# Making paste vs bar, just use KOH?



## nsmar4211 (Mar 9, 2016)

So my little brain came up with an idea...if I have a bar soap recipe idea, can I just use KOH if I want to keep it in a softer paste form (think: something that can be used out of a tube/jar/packet maybe)? Obviously I'll have to do the lye calc and all... can't do it as straight liquid because it involves coffee grounds and clay. Would probably have to use a higher water amount so its not rock hard like my current paste is....


----------



## DeeAnna (Mar 9, 2016)

You can't just sub 100 grams of KOH for 100 grams of NaOH. It doesn't work that way -- you really do need to run the recipe through a recipe calculator. Some tips:

Learn what your KOH purity is and calculate accordingly. Soapcalc has the option of choosing KOH purity of 90% which works for a lot of the KOH people are using. 
Keep your superfat at 3% or less to avoid separation if you plan to dilute the soap paste. If you are going to use the soap only in paste form, you might be able to go a little higher.
Use a 25% lye concentration for a bit more water than is usual for CP soap.


----------



## Susie (Mar 9, 2016)

I am not sure what you want your end product to be, but if you ever intend to dilute it, you will not want coffee grounds or clay.

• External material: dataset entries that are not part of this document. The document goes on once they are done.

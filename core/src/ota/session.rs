use std::time::{Duration, Instant};

use hgota_common::cancel::CancelToken;
use hgota_common::config::{AckPolicy, FlashConfig};
use hgota_common::error::OtaError;
use hgota_protocols::chunk::{self, ChunkDescriptor};
use hgota_protocols::{ack, ethernet};
use pnet::packet::Packet;
use pnet::util::MacAddr;
use tracing::{debug, error, info, trace, warn};

use super::TransferSummary;
use super::progress::ProgressObserver;
use crate::network::channel::LinkHandle;

/// Upper bound on clearing the receive queue before a send.
const STALE_DRAIN_BUDGET: Duration = Duration::from_millis(50);

/// One flash operation. Consumed by [`TransferSession::run`]; nothing of it
/// survives the terminal outcome.
pub(super) struct TransferSession<'a> {
    pub(super) adapter: &'a str,
    pub(super) device_mac: MacAddr,
    pub(super) host_mac: MacAddr,
    pub(super) firmware: &'a [u8],
    pub(super) cfg: &'a FlashConfig,
    pub(super) cancel: &'a CancelToken,
    pub(super) link: LinkHandle,
}

impl TransferSession<'_> {
    pub(super) fn run(mut self, progress: &mut dyn ProgressObserver) -> Result<TransferSummary, OtaError> {
        let total = self.firmware.len();
        let step = self.cfg.step();
        let started = Instant::now();
        let mut offset: usize = 0;
        let mut chunks: usize = 0;
        let mut frames_sent: usize = 0;

        info!(
            "flashing {total} bytes to {} via {} (chunk {}, step {step})",
            self.device_mac, self.adapter, self.cfg.chunk_size
        );

        while offset < total {
            if self.cancel.is_cancelled() {
                warn!("transfer cancelled at offset={offset}");
                return Err(OtaError::Cancelled { offset });
            }

            let chunk_len = self.cfg.chunk_size.min(total - offset);
            let data = chunk::encode(self.firmware, offset, chunk_len)
                .map_err(|e| OtaError::format(format!("{e:#}")))?;
            let frame = ethernet::create_frame(self.host_mac, self.device_mac, &data.payload)
                .map_err(|e| OtaError::link(self.adapter, e))?;

            frames_sent += self.send_until_acked(&frame, &data.descriptor, offset)?;
            chunks += 1;
            offset += step;

            let done = offset.min(total);
            let elapsed = started.elapsed().as_secs_f64();
            let speed = if elapsed > 0.0 { done as f64 / elapsed } else { 0.0 };
            progress.on_progress(done, total, speed);
        }

        let elapsed = started.elapsed();
        info!("transfer complete: {total} bytes in {:.2}s", elapsed.as_secs_f64());

        Ok(TransferSummary {
            total,
            chunks,
            frames_sent,
            elapsed,
        })
    }

    /// Sends `frame` until it is acknowledged. Returns the number of sends.
    fn send_until_acked(
        &mut self,
        frame: &[u8],
        expected: &ChunkDescriptor,
        offset: usize,
    ) -> Result<usize, OtaError> {
        let retries = self.cfg.retries;

        for attempt in 1..=retries {
            self.drain_stale(offset)?;
            self.link
                .tx
                .send_frame(frame)
                .map_err(|e| OtaError::link(self.adapter, e))?;

            if self.wait_for_ack(expected, offset)? {
                debug!("offset={offset} acked after {attempt} attempt(s)");
                return Ok(attempt as usize);
            }
            if attempt < retries {
                warn!("no ack for offset={offset}, resending ({attempt}/{retries})");
            }
        }

        error!("no valid ack for offset={offset} after {retries} retries");
        Err(OtaError::TransferFailed {
            offset,
            attempts: retries,
        })
    }

    /// Drops frames that were queued before this send, so a late or
    /// duplicate ack for an earlier chunk cannot confirm the next one.
    fn drain_stale(&mut self, offset: usize) -> Result<(), OtaError> {
        let deadline = Instant::now() + STALE_DRAIN_BUDGET.min(self.cfg.timeout()?);
        let mut dropped: usize = 0;

        while Instant::now() < deadline {
            if self.cancel.is_cancelled() {
                return Err(OtaError::Cancelled { offset });
            }
            match self.link.rx.next_frame() {
                Ok(Some(_)) => dropped += 1,
                Ok(None) => break,
                Err(e) => return Err(OtaError::link(self.adapter, e)),
            }
        }

        if dropped > 0 {
            trace!("dropped {dropped} stale frame(s) before offset={offset}");
        }
        Ok(())
    }

    fn wait_for_ack(&mut self, expected: &ChunkDescriptor, offset: usize) -> Result<bool, OtaError> {
        let deadline = Instant::now()
            .checked_add(self.cfg.timeout()?)
            .ok_or_else(|| OtaError::format("ack timeout overflows the clock"))?;

        while Instant::now() < deadline {
            if self.cancel.is_cancelled() {
                return Err(OtaError::Cancelled { offset });
            }
            match self.link.rx.next_frame() {
                Ok(Some(frame)) => {
                    if is_valid_ack(&frame, self.device_mac, self.host_mac, expected, self.cfg.ack_policy) {
                        return Ok(true);
                    }
                }
                Ok(None) => {}
                Err(e) => return Err(OtaError::link(self.adapter, e)),
            }
        }
        Ok(false)
    }
}

/// An ack must come from the device, be addressed to us, and decode. Under
/// [`AckPolicy::Strict`] it must also echo the sent chunk header exactly.
fn is_valid_ack(
    frame: &[u8],
    device_mac: MacAddr,
    host_mac: MacAddr,
    expected: &ChunkDescriptor,
    policy: AckPolicy,
) -> bool {
    let Ok(eth) = ethernet::get_packet_from_u8(frame) else {
        return false;
    };
    if !ethernet::is_hg_frame(&eth)
        || eth.get_source() != device_mac
        || eth.get_destination() != host_mac
    {
        return false;
    }

    let Some(acked) = ack::decode(eth.payload()) else {
        trace!("dropping malformed ack from {device_mac}");
        return false;
    };

    match policy {
        AckPolicy::Lenient => true,
        AckPolicy::Strict => {
            let matches = acked == *expected;
            if !matches {
                debug!("ack mismatch: expected {expected:?}, got {acked:?}");
            }
            matches
        }
    }
}

// ╔════════════════════════════════════════════╗
// ║ ████████╗███████╗███████╗████████╗███████╗ ║
// ║ ╚══██╔══╝██╔════╝██╔════╝╚══██╔══╝██╔════╝ ║
// ║    ██║   █████╗  ███████╗   ██║   ███████╗ ║
// ║    ██║   ██╔══╝  ╚════██║   ██║   ╚════██║ ║
// ║    ██║   ███████╗███████║   ██║   ███████║ ║
// ║    ╚═╝   ╚══════╝╚══════╝   ╚═╝   ╚══════╝ ║
// ╚════════════════════════════════════════════╝

#[cfg(test)]
mod tests {
    use super::*;
    use hgota_protocols::ack::ACK_LEN;

    const HOST: MacAddr = MacAddr(0x3c, 0, 0, 0, 0, 1);
    const DEVICE: MacAddr = MacAddr(0x02, 0x48, 0x47, 0, 0, 2);

    fn expected() -> ChunkDescriptor {
        chunk::encode(&[1, 2, 3, 4, 5, 6, 7, 8], 0, 8).unwrap().descriptor
    }

    fn ack_frame(src: MacAddr, dst: MacAddr, payload: &[u8]) -> Vec<u8> {
        ethernet::create_frame(src, dst, payload).unwrap()
    }

    #[test]
    fn lenient_accepts_any_well_formed_ack() {
        let stale = ChunkDescriptor { offset: 9999, ..expected() };
        let frame = ack_frame(DEVICE, HOST, &ack::encode(&stale));
        assert!(is_valid_ack(&frame, DEVICE, HOST, &expected(), AckPolicy::Lenient));
    }

    #[test]
    fn strict_requires_matching_fields() {
        let stale = ChunkDescriptor { checksum: 0, ..expected() };
        let stale_frame = ack_frame(DEVICE, HOST, &ack::encode(&stale));
        assert!(!is_valid_ack(&stale_frame, DEVICE, HOST, &expected(), AckPolicy::Strict));

        let good_frame = ack_frame(DEVICE, HOST, &ack::encode(&expected()));
        assert!(is_valid_ack(&good_frame, DEVICE, HOST, &expected(), AckPolicy::Strict));
    }

    #[test]
    fn short_ack_is_rejected() {
        let payload = ack::encode(&expected());
        let frame = ack_frame(DEVICE, HOST, &payload[..20]);
        assert!(payload.len() == ACK_LEN);
        assert!(!is_valid_ack(&frame, DEVICE, HOST, &expected(), AckPolicy::Lenient));
    }

    #[test]
    fn ack_from_wrong_peer_is_rejected() {
        let payload = ack::encode(&expected());
        let stranger = MacAddr(0x02, 0, 0, 0, 0, 0x77);
        let from_stranger = ack_frame(stranger, HOST, &payload);
        let to_someone_else = ack_frame(DEVICE, stranger, &payload);
        assert!(!is_valid_ack(&from_stranger, DEVICE, HOST, &expected(), AckPolicy::Lenient));
        assert!(!is_valid_ack(&to_someone_else, DEVICE, HOST, &expected(), AckPolicy::Lenient));
    }

    #[test]
    fn echoed_data_chunk_is_not_an_ack() {
        let data = chunk::encode(&[1, 2, 3, 4, 5, 6, 7, 8], 0, 8).unwrap();
        let frame = ack_frame(DEVICE, HOST, &data.payload);
        assert!(!is_valid_ack(&frame, DEVICE, HOST, &expected(), AckPolicy::Lenient));
    }
}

I make Soap2Go, which is liquid soap paste made with KOH that I then shove into a 1 oz twist type tube (think large lip balm tube).  I keep one in my purse all the time so I do not have to use commercial hand soap.


----------



## galaxyMLP (Mar 10, 2016)

I think you should be able to make a traditional recipe with KOH instead of NaOH (as long as you adjust the amounts via calculator). 

With clay and coffee grounds it sounds like you're trying to make a scrub with it. I don't see why you couldn't do that so long as you make sure to SF like a regular bar. My only worry would be that it would be more likely to grow mold than a typical bar because liquid soap is under more constant moisture. So I would test it to make sure it doesn't mold or put a preservative in it. 

This is a very interesting idea.


----------



## nsmar4211 (Mar 10, 2016)

The aim is for something that can be done in something similar to the soap 2 go where just what you need can be squeezed/etc....friends that don't like bar soap are requesting this and yep its for grubby paws . No dilution really .

I will try this next week and update you guys on how it goes. This week my brain is not up to the maths LOL.
Thanks for the help!


----------